Set during the North African/Italian Campaigns of World War II, Michael Ondaatje’s acclaimed novel was published in 1992.
The story was adapted as a movie in 1996 by director Anthony Minghella, with the film receiving 12 nominations at the Oscars and winning nine.
Its incredible cast included Ralph Fiennes, Juliette Binoche, Willem Dafoe, Kristin Scott Thomas, Naveen Andrews, and Colin Firth.
Watch the trailer:
25 years after the original hit movie, the BBC is working on a new drama mini-series with Miramax Television and Paramount Television Studios.
The scripts are being written by Australian-American poet, novelist and screenwriter Emily Ballou.

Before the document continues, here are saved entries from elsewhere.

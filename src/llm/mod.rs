//! LLM provider module for producing free-text completions.
//!
//! This module provides a trait-based abstraction over upstream providers.
//! Two request envelopes are supported: the OpenAI chat-completions shape and
//! the Dashscope (Alibaba Cloud Bailian) shape. [`select_provider`] decides
//! which one to use for a given configuration, or that none should be used.
//!
//! Each call is a single round trip with a fixed timeout. There is no retry;
//! a failure is classified into an [`LlmError`] and handed back as-is.
//! Dropping the returned future abandons the in-flight request.

mod dashscope;
mod error;
mod openai;
mod selector;

#[cfg(test)]
pub(crate) mod stub;

pub use dashscope::DashscopeStyleAdapter;
pub use error::{LlmError, LlmErrorKind};
pub use openai::OpenAiStyleAdapter;
pub use selector::{build_adapter, select_provider, ProviderKind};

use async_trait::async_trait;
use reqwest::Client;
use serde::{Deserialize, Serialize};
use serde_json::Value;
use std::time::Duration;

/// Fixed per-call timeout for provider requests.
pub const REQUEST_TIMEOUT: Duration = Duration::from_secs(60);

/// Role in a chat conversation.
#[derive(Debug, Clone, Copy, Serialize, Deserialize, PartialEq, Eq)]
#[serde(rename_all = "lowercase")]
pub enum Role {
    System,
    User,
}

/// A message in a chat conversation.
#[derive(Debug, Clone, Serialize, Deserialize)]
pub struct ChatMessage {
    pub role: Role,
    pub content: String,
}

impl ChatMessage {
    pub fn new(role: Role, content: impl Into<String>) -> Self {
        ChatMessage {
            role,
            content: content.into(),
        }
    }
}

/// System instruction plus user request for one completion.
#[derive(Debug, Clone)]
pub struct PromptPair {
    pub system: String,
    pub user: String,
}

impl PromptPair {
    pub fn new(system: impl Into<String>, user: impl Into<String>) -> Self {
        Self {
            system: system.into(),
            user: user.into(),
        }
    }

    /// The `[system, user]` message list both envelopes embed.
    pub fn messages(&self) -> Vec<ChatMessage> {
        vec![
            ChatMessage::new(Role::System, self.system.clone()),
            ChatMessage::new(Role::User, self.user.clone()),
        ]
    }
}

/// What a completion is for. Decides the sampling policy.
#[derive(Debug, Clone, Copy, PartialEq, Eq)]
pub enum Purpose {
    /// Itinerary generation (creative).
    Itinerary,
    /// Budget report rendering (close to deterministic).
    BudgetAnalysis,
}

impl Purpose {
    pub fn params(&self) -> CompletionParams {
        match self {
            Self::Itinerary => CompletionParams {
                temperature: 0.7,
                max_tokens: 2000,
            },
            Self::BudgetAnalysis => CompletionParams {
                temperature: 0.3,
                max_tokens: 1500,
            },
        }
    }
}

/// Sampling parameters sent with a completion request.
#[derive(Debug, Clone, Copy, PartialEq, Serialize)]
pub struct CompletionParams {
    pub temperature: f64,
    pub max_tokens: u64,
}

/// A successful completion.
#[derive(Debug, Clone)]
pub struct Completion {
    /// Narrative text extracted from the provider response.
    pub text: String,
    /// The full decoded response body.
    pub raw: Value,
}

/// Outcome of a single provider call.
pub type GenerationResult = Result<Completion, LlmError>;

/// Capability shared by every upstream provider.
#[async_trait]
pub trait ProviderAdapter: Send + Sync {
    /// Which request envelope this adapter speaks.
    fn kind(&self) -> ProviderKind;

    /// Produce a completion for the prompt pair in one round trip.
    ///
    /// Never panics and never returns a raw transport error; all faults are
    /// classified into [`LlmError`].
    async fn complete(&self, prompt: &PromptPair, params: CompletionParams) -> GenerationResult;
}

/// POST a JSON body with bearer auth and decode the JSON answer.
pub(crate) async fn post_json<B: Serialize + ?Sized>(
    client: &Client,
    endpoint: &str,
    api_key: &str,
    body: &B,
    timeout: Duration,
) -> Result<Value, LlmError> {
    let response = client
        .post(endpoint)
        .bearer_auth(api_key)
        .timeout(timeout)
        .json(body)
        .send()
        .await
        .map_err(|e| LlmError::from_reqwest(&e))?;

    let status = response.status();
    let text = response
        .text()
        .await
        .map_err(|e| LlmError::from_reqwest(&e))?;

    if !status.is_success() {
        return Err(LlmError::http_status(status.as_u16(), &text));
    }

    serde_json::from_str(&text).map_err(|e| {
        LlmError::unclassified(format!("AI service returned a body that is not JSON: {}", e))
    })
}

/// Pull a string out of a decoded response by JSON pointer.
pub(crate) fn extract_text(raw: &Value, pointer: &str, field: &str) -> Result<String, LlmError> {
    raw.pointer(pointer)
        .and_then(Value::as_str)
        .map(str::to_string)
        .ok_or_else(|| LlmError::format(format!("AI service response is missing '{}'", field)))
}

Ballou has previously contributed to episodes of Taboo, The Slap, Humans, Case Histories, and Scott & Bailey.
The series is expected to begin filming next year, premiering on BBC One in the UK sometime in 2023.
It’ll be “a new interpretation of Ondaatje’s book, which follows four dissimilar people brought together at an Italian villa during World War II, and not a remake of the 1996 Miramax feature film adaptation,” Deadline reports.
The English Patient follows four dissimilar people brought together at an Italian villa during the Second World War: an unrecognisably burned man — the eponymous patient, presumed to be English; his Canadian Army nurse, a Sikh British Army sapper, and a Canadian thief.
The 1996 movie is available to watch on Amazon Prime Video.